Other jurisdictions employ similar provisions. In Ontario, an employee may forego taking vacation time subject to the approval of the Director of Labour Standards and the employer's consent. Unlike Saskatchewan, these types of arrangements are not limited to labour shortage situations. This provision does not permit an employer to forego paying vacation pay to which the employee is entitled.
The only possible exception available to the employer would be to enter into an employment contract that provides for a broader wage package that includes holiday pay. Such arrangements must be compliant with labour standards legislation and common law requirements.
It has been held that the effect of labour standards legislation was to introduce an additional contractual term into a contract of employment by providing that certain amounts defined as wages (including holiday pay) will be paid at the stated rate. In Saskatchewan, the Labour Standards Act prohibits agreements which deprive an employee of any right, power, privilege or other benefit provided by the act. The only manner in which agreements regarding specific benefits would be recognized is if the right conferred by the agreement or policy is greater than that provided by the act.
In Len v. Woodlawn Regional Park Authority, it was held that under Saskatchewan labour standards legislation, there were only two ways that an employer could pay an employee in lieu of actually giving time off. The first is to enter into an agreement stating that an employee will not take vacation time due to a shortage of labour. The second is for the employer to show that the terms of the employment contract are more favorable than the rights and benefits conferred by labour standards legislation. In order to do this, an employer needs to show that the wages include a component of holiday pay and the amount designated as holiday pay exceeds that which is available under labour standards legislation.
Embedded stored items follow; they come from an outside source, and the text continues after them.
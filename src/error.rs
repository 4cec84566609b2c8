//! Error types for sentiscope.

/// Top-level error type for scoring, analysis and conversation I/O.
#[derive(Debug, thiserror::Error)]
pub enum SentiscopeError {
    /// Analysis was asked to summarise an empty observation sequence.
    #[error("insufficient data: at least one observation is required")]
    InsufficientData,

    /// A sentiment score was non-finite or outside `[-1, 1]`.
    #[error("invalid score {score} at observation {index}: must lie within [-1, 1]")]
    InvalidScore {
        /// Sequence index of the offending observation.
        index: usize,
        /// The rejected value.
        score: f64,
    },

    /// Configuration error (thresholds, log level, unparsable TOML).
    #[error("config error: {0}")]
    Config(String),

    /// User input rejected by validation.
    #[error("invalid input: {0}")]
    InvalidInput(String),

    /// Unknown or expired chat session.
    #[error("session error: {0}")]
    Session(String),

    /// I/O error.
    #[error("I/O error: {0}")]
    Io(#[from] std::io::Error),

    /// JSON encode/decode error.
    #[error("JSON error: {0}")]
    Json(#[from] serde_json::Error),

    /// CSV export error.
    #[error("CSV error: {0}")]
    Csv(String),
}

impl From<csv::Error> for SentiscopeError {
    fn from(e: csv::Error) -> Self {
        Self::Csv(e.to_string())
    }
}

/// Convenience result type.
pub type Result<T> = std::result::Result<T, SentiscopeError>;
In order for an all-inclusive contract to be legally enforceable, it must be clear that the intent of the parties was that the employment contract would include holiday pay. As well, the employment contract must provide benefits that exceed that which is available under labour standards legislation. The portion allocated as holiday pay should be clearly identifiable in order to facilitate an effective comparison between statutory benefits and the benefits contained in the employment contract. So long as the employee gets better benefits than that which is mandated by labour standards legislation, this type of arrangement should be acceptable.
These same considerations apply to a collective agreement. The only way a collective agreement can displace labour standards legislation, is by enhancing those rights conferred by the legislation. If in the relevant time frame, an employee is receiving more than what she would have received under labour standards legislation, the agreement should be valid.
For more information see:
•Len v. Woodlawn Regional Park Authority, 2000 CarswellSask 156 (Sask. Q.B.).